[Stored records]
//! Arena-entry response assembly (spec.md §4.6): the packet sequence a
//! player's `ArenaRespAndCBS` handler triggers once it has set `arena =
//! new_arena` and is about to fire `EnterArena`. Built on
//! `protocol::outbound`/`chat`'s wire primitives; actually getting bytes to
//! a socket is the caller's concern, not this module's (spec.md §1 keeps
//! the transport itself out of scope).

use crate::arena::ArenaId;
use crate::chat::OutboundChatLine;
use crate::player::{ClientKind, PlayerId, PlayerStatus, PlayerTable};
use crate::protocol::outbound::{EnteringArenaPacket, PlayerEnteringPacket, WarpToPacket, WhoAmIPacket};
use flux::wire::{PayloadBatch, Serialize};
use std::io::Cursor;

/// Collaborators the arena-entry response needs beyond the player table
/// itself: delivering bytes/lines to a client, and the map-download
/// collaborator's filename packet (map parsing itself is out of scope per
/// spec.md §1 — this only asks for the bytes of whatever it already
/// produced).
pub trait EntryResponseSink {
    fn send_reliable(&self, player: PlayerId, bytes: &[u8]);
    fn send_chat_line(&self, player: PlayerId, line: &str);
    /// Bytes of the map-filename packet, if a map-download collaborator is
    /// registered (spec.md §4.6 step 5); `None` skips that send.
    fn map_filename_packet(&self, player: PlayerId) -> Option<Vec<u8>>;
    /// Requests client settings from the settings provider (spec.md §4.6
    /// step 1); fire-and-forget, nothing assembled by this module.
    fn request_client_settings(&self, player: PlayerId);
}

fn serialize_to_vec<P: Serialize>(packet: &P) -> Option<Vec<u8>> {
    let mut buf = vec![0u8; 512];
    {
        let mut cursor = Cursor::new(&mut buf[..]);
        packet.serialize(&mut cursor).ok()?;
        let pos = cursor.position() as usize;
        buf.truncate(pos);
    }
    Some(buf)
}

/// Runs spec.md §4.6's full sequence for `player`, who must already have
/// `.arena == Some(arena_id)` and `.status == Playing` (the `ArenaRespAndCBS`
/// handler sets both just before calling this).
pub fn send_arena_entry_response(players: &PlayerTable, arena_id: ArenaId, player: PlayerId, sink: &dyn EntryResponseSink) {
    let guard = players.read();
    let Some(entering) = guard.get(&player) else { return };
    if entering.client_kind == ClientKind::Fake {
        return;
    }
    let entering_is_standard = entering.client_kind == ClientKind::Standard;

    // Step 1: "who am I" then client settings, standard clients only.
    if entering_is_standard {
        if let Some(bytes) = serialize_to_vec(&WhoAmIPacket { player_id: player as u16 }) {
            sink.send_reliable(player, &bytes);
        }
        sink.request_client_settings(player);
    }

    // Step 3's burst starts with the entering player's own packet.
    let mut burst: PayloadBatch<PlayerEnteringPacket> = PayloadBatch::new();
    if entering_is_standard {
        burst.push(PlayerEnteringPacket {
            player_id: player as u16,
            ship: entering.ship,
            freq: entering.freq,
            name: &entering.name,
            squad: &entering.squad,
        });
    }

    // Steps 2 and 4: every other player already Playing in this arena.
    for other in guard.values() {
        if other.id == player || other.arena != Some(arena_id) || other.status != PlayerStatus::Playing {
            continue;
        }

        match other.client_kind {
            ClientKind::Standard => {
                if let Some(bytes) = serialize_to_vec(&PlayerEnteringPacket {
                    player_id: player as u16,
                    ship: entering.ship,
                    freq: entering.freq,
                    name: &entering.name,
                    squad: &entering.squad,
                }) {
                    sink.send_reliable(other.id, &bytes);
                }
            }
            ClientKind::Chat => {
                sink.send_chat_line(
                    other.id,
                    &OutboundChatLine::Player { name: &entering.name, ship: entering.ship, freq: entering.freq }.format(),
                );
            }
            ClientKind::Fake => {}
        }

        match entering.client_kind {
            ClientKind::Standard => burst.push(PlayerEnteringPacket {
                player_id: other.id as u16,
                ship: other.ship,
                freq: other.freq,
                name: &other.name,
                squad: &other.squad,
            }),
            ClientKind::Chat => sink.send_chat_line(
                player,
                &OutboundChatLine::Entering { name: &other.name, ship: other.ship, freq: other.freq }.format(),
            ),
            ClientKind::Fake => {}
        }
    }

    if !entering_is_standard {
        return;
    }

    let mut buf = vec![0u8; 4096];
    let burst_len = {
        let mut cursor = Cursor::new(&mut buf[..]);
        while !burst.is_empty() {
            if burst.write(&mut cursor).is_err() {
                break;
            }
        }
        cursor.position() as usize
    };
    if burst_len > 0 {
        sink.send_reliable(player, &buf[..burst_len]);
    }

    // Step 5: map filename, the 1-byte arena-join marker, then an optional
    // pending spawn warp.
    if let Some(map_bytes) = sink.map_filename_packet(player) {
        sink.send_reliable(player, &map_bytes);
    }
    if let Some(bytes) = serialize_to_vec(&EnteringArenaPacket) {
        sink.send_reliable(player, &bytes);
    }
    if let Some((x, y)) = entering.spawn_location {
        if WarpToPacket::in_bounds(x, y) {
            if let Some(bytes) = serialize_to_vec(&WarpToPacket { x, y }) {
                sink.send_reliable(player, &bytes);
            }
        }
    }
}

#[cfg(test)]
mod tests {
    use super::*;
    use crate::player::Ship;
    use std::sync::Mutex;

    #[derive(Default)]
    struct RecordingSink {
        reliable: Mutex<Vec<(PlayerId, Vec<u8>)>>,
        chat_lines: Mutex<Vec<(PlayerId, String)>>,
    }

    impl EntryResponseSink for RecordingSink {
        fn send_reliable(&self, player: PlayerId, bytes: &[u8]) {
            self.reliable.lock().unwrap().push((player, bytes.to_vec()));
        }
        fn send_chat_line(&self, player: PlayerId, line: &str) {
            self.chat_lines.lock().unwrap().push((player, line.to_string()));
        }
        fn map_filename_packet(&self, _player: PlayerId) -> Option<Vec<u8>> {
            None
        }
        fn request_client_settings(&self, _player: PlayerId) {}
    }

    fn make_playing(players: &PlayerTable, arena: ArenaId, name: &str, kind: ClientKind) -> PlayerId {
        let id = players.create(kind);
        let mut guard = players.write();
        let p = guard.get_mut(&id).unwrap();
        p.name = name.to_string();
        p.arena = Some(arena);
        p.status = PlayerStatus::Playing;
        p.ship = Ship::Warbird;
        id
    }

    #[test]
    fn standard_entry_sends_who_am_i_burst_and_marker() {
        let players = PlayerTable::new();
        let arena = ArenaId(1);
        let existing = make_playing(&players, arena, "Bob", ClientKind::Standard);
        let entering = make_playing(&players, arena, "Alice", ClientKind::Standard);

        let sink = RecordingSink::default();
        send_arena_entry_response(&players, arena, entering, &sink);

        let reliable = sink.reliable.lock().unwrap();
        // WhoAmI, PlayerEntering-to-Bob, burst-to-Alice, EnteringArena marker.
        assert_eq!(reliable.iter().filter(|(p, _)| *p == entering).count(), 3);
        assert_eq!(reliable.iter().filter(|(p, _)| *p == existing).count(), 1);
    }

    #[test]
    fn chat_entry_emits_player_and_entering_lines() {
        let players = PlayerTable::new();
        let arena = ArenaId(1);
        let existing = make_playing(&players, arena, "Bob", ClientKind::Chat);
        let entering = make_playing(&players, arena, "Alice", ClientKind::Chat);

        let sink = RecordingSink::default();
        send_arena_entry_response(&players, arena, entering, &sink);

        let lines = sink.chat_lines.lock().unwrap();
        assert!(lines.iter().any(|(p, l)| *p == existing && l == "PLAYER:Alice:0:0"));
        assert!(lines.iter().any(|(p, l)| *p == entering && l == "ENTERING:Bob:0:0"));
        assert!(sink.reliable.lock().unwrap().is_empty());
    }

    #[test]
    fn fake_player_gets_no_response() {
        let players = PlayerTable::new();
        let arena = ArenaId(1);
        let fake = make_playing(&players, arena, "Bot", ClientKind::Fake);

        let sink = RecordingSink::default();
        send_arena_entry_response(&players, arena, fake, &sink);

        assert!(sink.reliable.lock().unwrap().is_empty());
        assert!(sink.chat_lines.lock().unwrap().is_empty());
    }

    #[test]
    fn spawn_location_out_of_bounds_is_skipped() {
        let players = PlayerTable::new();
        let arena = ArenaId(1);
        let entering = make_playing(&players, arena, "Alice", ClientKind::Standard);
        players.write().get_mut(&entering).unwrap().spawn_location = Some((2000, 2000));

        let sink = RecordingSink::default();
        send_arena_entry_response(&players, arena, entering, &sink);

        // WhoAmI, empty burst (own packet still goes through), EnteringArena:
        // no WarpTo because (2000, 2000) fails `in_bounds`.
        let reliable = sink.reliable.lock().unwrap();
        assert_eq!(reliable.len(), 3);
    }
}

(WHAT THIS TASK INVOLVES) Show each line of the data that contains the string "crate".

(EXPECTED ANSWER)
use crate::arena::ArenaId;
use crate::chat::OutboundChatLine;
use crate::player::{ClientKind, PlayerId, PlayerStatus, PlayerTable};
use crate::protocol::outbound::{EnteringArenaPacket, PlayerEnteringPacket, WarpToPacket, WhoAmIPacket};
    use crate::player::Ship;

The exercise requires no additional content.